Gareth has experience in all areas of contentious and non-contentious intellectual property law with a particular focus in the Life Sciences and Healthcare sector, including:
- counselling on multi-jurisdictional patent litigation and enforcement strategies;
- contractual disputes and High Court contract litigation;
- negotiating commercial agreements including licences, technology transfer agreements and collaboration and development agreements;
- advising on contentious medicinal regulatory matters before the English and European courts, including judicial review proceedings;
- providing strategic advice on pharmaceutical product exclusivity, product lifecycle management and associated governmental affairs matters; and
- advising on the interpretation of EU medicines law and EMA/MHRA guidance documentation.
Gareth has acted in many landmark UK IP trials concerning patent entitlement, pharmaceutical and biotechnology patent validity and infringement, SPCs (including EU Court of Justice references) and the interpretation of IP licences.

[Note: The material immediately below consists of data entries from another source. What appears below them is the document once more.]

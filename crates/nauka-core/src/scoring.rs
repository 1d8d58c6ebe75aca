//! Rule-based Polish tokenizer and part-of-speech approximation.
//!
//! Counts follow the usual tagger conventions: words are all non-punctuation
//! tokens, nouns and verbs exclude stop words, symbols are tokens made only of
//! symbol characters.

use once_cell::sync::Lazy;
use regex::Regex;

use crate::backend::{LinguisticStats, ScoreError, Scorer};

/// Default input limit in characters.
pub const DEFAULT_MAX_LENGTH: usize = 1_000_000;

static TOKEN_RE: Lazy<Regex> =
    Lazy::new(|| Regex::new(r"\w+(?:[-'’]\w+)*|[^\w\s]").unwrap());
static PUNCT_RE: Lazy<Regex> = Lazy::new(|| Regex::new(r"^\p{P}+$").unwrap());
static SYMBOL_RE: Lazy<Regex> = Lazy::new(|| Regex::new(r"^\p{S}+$").unwrap());
static SENTENCE_END_RE: Lazy<Regex> = Lazy::new(|| Regex::new(r"[.!?…]+").unwrap());
static HAS_WORD_RE: Lazy<Regex> = Lazy::new(|| Regex::new(r"\w").unwrap());

const STOP_WORDS: &[&str] = &[
    "a", "aby", "ale", "albo", "ani", "bez", "bo", "był", "była", "było", "były", "być", "by",
    "co", "czy", "dla", "do", "gdy", "gdzie", "i", "ich", "ile", "im", "iż", "jak", "jako",
    "jednak", "jego", "jej", "jest", "jeszcze", "jeśli", "już", "każdy", "kiedy", "kto", "która",
    "które", "którego", "której", "który", "których", "lub", "ma", "mają", "może", "można",
    "mu", "na", "nad", "nie", "niż", "o", "od", "oraz", "po", "pod", "przez", "przy", "się",
    "są", "ta", "tak", "także", "tam", "te", "tego", "tej", "ten", "to", "tu", "tylko", "w",
    "we", "więc", "właśnie", "z", "za", "ze", "że", "żeby",
];

const NOUN_SUFFIXES: &[&str] = &[
    "ość", "ości", "ością", "anie", "enie", "ania", "enia", "aniu", "eniu", "aniem", "eniem",
    "cja", "cji", "cję", "sja", "sji", "zja", "zji", "stwo", "stwa", "stwie", "ctwo", "ctwa",
    "izm", "izmu", "ista", "isty", "arz", "arza", "nik", "nika", "nicy", "ów",
];

const VERB_SUFFIXES: &[&str] = &[
    "ować", "ywać", "iwać", "awać", "ać", "eć", "ić", "yć", "ąć", "uje", "ują", "ujemy",
    "ował", "owała", "owało", "owali", "ało", "ały", "ali", "ił", "iła", "iło", "ili", "ył", "yła",
    "yli", "amy", "emy", "imy", "acie", "ecie", "icie",
];

/// Built-in [`Scorer`] that needs no model files.
#[derive(Debug, Clone)]
pub struct RuleScorer {
    max_length: usize,
}

impl Default for RuleScorer {
    fn default() -> Self {
        Self {
            max_length: DEFAULT_MAX_LENGTH,
        }
    }
}

impl RuleScorer {
    pub fn new() -> Self {
        Self::default()
    }
}

impl Scorer for RuleScorer {
    fn max_length(&self) -> usize {
        self.max_length
    }

    fn set_max_length(&mut self, max_length: usize) {
        self.max_length = max_length;
    }

    fn analyze(&mut self, text: &str) -> Result<LinguisticStats, ScoreError> {
        let length = text.chars().count();
        if length > self.max_length {
            return Err(ScoreError::TooLong {
                length,
                max_length: self.max_length,
            });
        }

        let mut stats = LinguisticStats {
            sentences: count_sentences(text),
            ..Default::default()
        };

        for token in TOKEN_RE.find_iter(text).map(|m| m.as_str()) {
            if PUNCT_RE.is_match(token) {
                stats.punctuations += 1;
                continue;
            }
            stats.words += 1;
            if SYMBOL_RE.is_match(token) {
                stats.symbols += 1;
                continue;
            }
            match tag_word(token) {
                Some(Pos::Noun) => stats.nouns += 1,
                Some(Pos::Verb) => stats.verbs += 1,
                None => {}
            }
        }

        Ok(stats)
    }
}

#[derive(Debug, Clone, Copy, PartialEq, Eq)]
enum Pos {
    Noun,
    Verb,
}

fn tag_word(token: &str) -> Option<Pos> {
    if token.chars().any(|c| c.is_numeric()) {
        return None;
    }
    let lower = token.to_lowercase();
    if lower.chars().count() < 4 || STOP_WORDS.contains(&lower.as_str()) {
        return None;
    }
    if NOUN_SUFFIXES.iter().any(|s| lower.ends_with(s)) {
        Some(Pos::Noun)
    } else if VERB_SUFFIXES.iter().any(|s| lower.ends_with(s)) {
        Some(Pos::Verb)
    } else {
        None
    }
}

/// Segments between terminators that contain at least one word character.
fn count_sentences(text: &str) -> u64 {
    SENTENCE_END_RE
        .split(text)
        .filter(|segment| HAS_WORD_RE.is_match(segment))
        .count() as u64
}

In addition, Gareth represents clients in judicial review proceedings concerning medicinal product marketing authorisations. He regularly advises life sciences companies on the judicial review of medicines agency decisions before the EU General Court and Court of Justice in Luxembourg and national Member State courts in the EU. Gareth is an English and Irish qualified solicitor, and registered on the EU List of the Dutch Brussels Bar. Post-Brexit he will operate his EU regulatory practice from our CMNO (joint venture) Brussels office.
Gareth has advised pharmaceutical and biotechnology clients on aspects of orphan exclusivity, paediatric exclusivity, Biosimilar applications, centralised procedure applications, CHMP referral procedures, interpretation of the medicines directives and associated guidance. He also provides legal and technical advice concerning CHM appeals, scientific advice meetings and CHMP referrals.
Gareth Morgan is ranked as a leading individual in patent litigation in the UK and also as life sciences regulatory practitioners in the UK.